Wie grenzt sich Sitzen von fehlender körperlicher Aktivität
ab und was heißt das für die Konzeption von
Interventionen?
Im Verlauf der Vorträge und der Diskussion wurde erkannt, dass langes
Sitzen eine „liebgewonnene“ Gewohnheit ist, die schon
früh im Lebensverlauf entsteht und durch die jeweilige Lebenswelt
(z. B. Kindergarten/Schule/Universität) immer
stärker ausgeprägt wird. Menschen lernen ihr Verhalten in der
jeweiligen Umgebung: Schüler setzen sich, weil ihr Klassenraum bestuhlt
ist, Beschäftigte setzten sich, weil ihre Arbeit einen Schreibtisch mit
Stuhl erfordert. Sitzen ist die „Norm“. Diesen frühen
Prägungen sollte auch schon vor Eintritt in das Berufsleben mit
Interventionen begegnet werden.
Sedentäres Verhalten ist nicht mit fehlender körperlicher
Aktivität gleichzusetzen. Beide hängen zwar miteinander
zusammen, können aber unabhängig voneinander vorkommen und sich
in ihrer Wirkung auf die Gesundheit ergänzen [2]. Hinzu kommt, dass sich die
Einflussfaktoren, durch die sich Sitzen bzw. sportliche Aktivität
erklären lassen, unterscheiden [2]. Maßnahmen zur Reduktion von sedentärem Verhalten
sollten dieses berücksichtigen.
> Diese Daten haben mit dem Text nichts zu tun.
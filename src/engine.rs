//! Traversal engine
//!
//! Drives a [`PhoneTree`] from its root until the session ends:
//! - a menu runs its callback, then prompts until the input resolves to one of
//!   its effective options;
//! - an action runs its callback and returns to its parent.
//!
//! A callback may redirect either kind of node anywhere in the tree or to the
//! end of the session. A redirecting menu callback skips the prompt.
//!
//! ## Usage
//!
//! ```ignore
//! let mut engine = Engine::new(&mut tree).with_config(config);
//! let state = engine.run(state, &mut ask, &mut tell)?;
//! ```
//!
//! There is no step limit and no cap on re-prompts: a tree whose menus can
//! neither exit nor return keeps asking for as long as input keeps coming.

use crate::config::Config;
use crate::error::{PhoneTreeError, PhoneTreeResult};
use crate::io::{Ask, Tell};
use crate::resolve::resolve;
use crate::tree::{ActionId, MenuId, MenuOption, NodeId, NodeKind, PhoneTree, Target};

/// Result of one transition: where to go and the state to carry there.
#[derive(Debug, Clone, PartialEq)]
pub struct Transition<S> {
    pub next: Target,
    pub state: S,
}

impl<S> Transition<S> {
    fn new(next: Target, state: S) -> Self {
        Self { next, state }
    }
}

/// Runs a phone tree against an `ask`/`tell` pair.
pub struct Engine<'a, S> {
    tree: &'a mut PhoneTree<S>,
    config: Config,
}

impl<'a, S> Engine<'a, S> {
    /// Engine with default prompts and threshold.
    pub fn new(tree: &'a mut PhoneTree<S>) -> Self {
        Self {
            tree,
            config: Config::default(),
        }
    }

    pub fn with_config(mut self, config: Config) -> Self {
        self.config = config;
        self
    }

    pub fn config(&self) -> &Config {
        &self.config
    }

    /// Run from the root until the session ends; returns the final state.
    pub fn run(&mut self, state: S, ask: &mut dyn Ask, tell: &mut dyn Tell) -> PhoneTreeResult<S> {
        let root = self.tree.root();
        self.run_from(root, state, ask, tell)
    }

    /// Run from `start` until the session ends.
    pub fn run_from(
        &mut self,
        start: impl Into<Target>,
        state: S,
        ask: &mut dyn Ask,
        tell: &mut dyn Tell,
    ) -> PhoneTreeResult<S> {
        let mut current = start.into();
        let mut state = state;
        let mut steps = 0usize;

        while let Target::Node(node) = current {
            let transition = self.step(node, state, ask, tell)?;
            current = transition.next;
            state = transition.state;
            steps += 1;
        }

        tracing::debug!(steps, "session ended");
        Ok(state)
    }

    /// Apply the transition of whichever kind of node `node` is.
    pub fn step(
        &mut self,
        node: NodeId,
        state: S,
        ask: &mut dyn Ask,
        tell: &mut dyn Tell,
    ) -> PhoneTreeResult<Transition<S>> {
        match self.tree.kind(node) {
            Some(NodeKind::Menu) => self.step_menu(MenuId(node), state, ask, tell),
            Some(NodeKind::Action) => self.step_action(ActionId(node), state, ask, tell),
            None => Err(PhoneTreeError::UnknownNode {
                node,
                expected: "node",
            }),
        }
    }

    /// Menu transition: callback, then prompt until the input resolves.
    ///
    /// End of input ends the session. Input that resolves to nothing replaces
    /// the prompt with the `invalid` line and asks again; the state is left
    /// alone.
    pub fn step_menu(
        &mut self,
        menu: MenuId,
        state: S,
        ask: &mut dyn Ask,
        tell: &mut dyn Tell,
    ) -> PhoneTreeResult<Transition<S>> {
        tracing::debug!(node = %NodeId::from(menu), "entering menu");
        let mut state = state;

        if let Some(callback) = self.tree.callback_mut(menu.into())? {
            let outcome = callback.invoke(state, ask, tell, menu.into());
            state = outcome.state;
            if let Some(redirect) = outcome.redirect {
                tracing::debug!(node = %NodeId::from(menu), to = %redirect, "menu callback redirected");
                return Ok(Transition::new(redirect, state));
            }
        }

        let options = self.tree.effective_options_with(menu, &self.config.prompts)?;
        let mut prompt = render_menu(&self.config.prompts.select, &options);

        loop {
            let Some(answer) = ask.ask(&prompt) else {
                tracing::debug!(node = %NodeId::from(menu), "input ended at menu");
                return Ok(Transition::new(Target::Terminal, state));
            };

            match resolve(&options, &answer, self.config.matching.threshold) {
                Some(target) => {
                    tracing::debug!(answer = %answer, to = %target, "option selected");
                    return Ok(Transition::new(target, state));
                }
                None => {
                    tracing::debug!(answer = %answer, "no option matched");
                    prompt.clone_from(&self.config.prompts.invalid);
                }
            }
        }
    }

    /// Action transition: callback, then back to the parent unless redirected.
    pub fn step_action(
        &mut self,
        action: ActionId,
        state: S,
        ask: &mut dyn Ask,
        tell: &mut dyn Tell,
    ) -> PhoneTreeResult<Transition<S>> {
        tracing::debug!(node = %NodeId::from(action), "running action");
        let parent = self
            .tree
            .parent(action)?
            .map_or(Target::Terminal, Target::from);

        let Some(callback) = self.tree.callback_mut(action.into())? else {
            return Ok(Transition::new(parent, state));
        };

        let outcome = callback.invoke(state, ask, tell, parent);
        if let Some(redirect) = outcome.redirect {
            tracing::debug!(node = %NodeId::from(action), to = %redirect, "action callback redirected");
        }
        Ok(Transition::new(
            outcome.redirect.unwrap_or(parent),
            outcome.state,
        ))
    }
}

impl<S> PhoneTree<S> {
    /// Run this tree from its root with default configuration.
    pub fn run(&mut self, state: S, ask: &mut dyn Ask, tell: &mut dyn Tell) -> PhoneTreeResult<S> {
        Engine::new(self).run(state, ask, tell)
    }
}

/// The prompt line followed by the options numbered from 1.
pub fn render_menu(select: &str, options: &[MenuOption]) -> String {
    let mut rendered = String::from(select);
    for (i, option) in options.iter().enumerate() {
        rendered.push('\n');
        rendered.push_str(&format!("{}. {}", i + 1, option.label));
    }
    rendered
}
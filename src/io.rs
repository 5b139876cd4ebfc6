//! The `ask`/`tell` capability pair.
//!
//! The engine never talks to a terminal itself. Callers hand it something that
//! can ask a question and return one line of reply, and something that can show
//! a message. Closures of the right shape work directly; [`LineAsk`] and
//! [`LineTell`] adapt any reader/writer pair.

use std::io::{BufRead, Write};

/// Display a prompt and wait for one line of reply.
///
/// Returning `None` means the input source is finished and the session ends.
pub trait Ask {
    fn ask(&mut self, prompt: &str) -> Option<String>;
}

/// Display a message.
pub trait Tell {
    fn tell(&mut self, message: &str);
}

impl<F> Ask for F
where
    F: FnMut(&str) -> Option<String>,
{
    fn ask(&mut self, prompt: &str) -> Option<String> {
        self(prompt)
    }
}

impl<F> Tell for F
where
    F: FnMut(&str),
{
    fn tell(&mut self, message: &str) {
        self(message)
    }
}

/// Line-oriented [`Ask`] over a reader and a writer.
///
/// Writes the prompt followed by a newline, then reads one line. Invalid UTF-8
/// is replaced rather than rejected, so a garbled reply is just another reply
/// to match. End of input and read errors both end the session; errors are
/// logged.
pub struct LineAsk<R, W> {
    reader: R,
    writer: W,
}

impl<R: BufRead, W: Write> LineAsk<R, W> {
    pub fn new(reader: R, writer: W) -> Self {
        Self { reader, writer }
    }

    pub fn into_inner(self) -> (R, W) {
        (self.reader, self.writer)
    }
}

impl<R: BufRead, W: Write> Ask for LineAsk<R, W> {
    fn ask(&mut self, prompt: &str) -> Option<String> {
        if let Err(err) = writeln!(self.writer, "{prompt}").and_then(|()| self.writer.flush()) {
            tracing::warn!(error = %err, "failed to write prompt");
            return None;
        }

        let mut line = Vec::new();
        match self.reader.read_until(b'\n', &mut line) {
            Ok(0) => {
                tracing::debug!("input closed");
                None
            }
            Ok(_) => Some(trim_newline(String::from_utf8_lossy(&line).into_owned())),
            Err(err) => {
                tracing::warn!(error = %err, "failed to read reply");
                None
            }
        }
    }
}

/// Line-oriented [`Tell`] over a writer.
pub struct LineTell<W> {
    writer: W,
}

impl<W: Write> LineTell<W> {
    pub fn new(writer: W) -> Self {
        Self { writer }
    }

    pub fn into_inner(self) -> W {
        self.writer
    }
}

impl<W: Write> Tell for LineTell<W> {
    fn tell(&mut self, message: &str) {
        if let Err(err) = writeln!(self.writer, "{message}").and_then(|()| self.writer.flush()) {
            tracing::warn!(error = %err, "failed to write message");
        }
    }
}

fn trim_newline(mut line: String) -> String {
    if line.ends_with('\n') {
        line.pop();
        if line.ends_with('\r') {
            line.pop();
        }
    }
    line
}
Am Arbeitsplatz spielen auch spezifische
arbeitsbedingte Determinanten für lange wenig unterbrochenen Sitzzeiten,
z. B. die Arbeitsmenge oder auch Zeitdruck, eine Rolle [12]. Lösungsansätze liegen
daher in einer menschengerechten und gesundheitsförderlichen Gestaltung
von Arbeit, die zu Sitzunterbrechungen einlädt und leichte Bewegung
ermöglicht. Die Lösung liegt nicht allein in einer definierten
Arbeitspause, während der z. B. ein Sportkurs angeboten wird.
Eine Doppelstrategie zur Reduktion von sedentärem Verhalten einerseits
und Bewegungsförderung andererseits ist jedoch erwünscht [2].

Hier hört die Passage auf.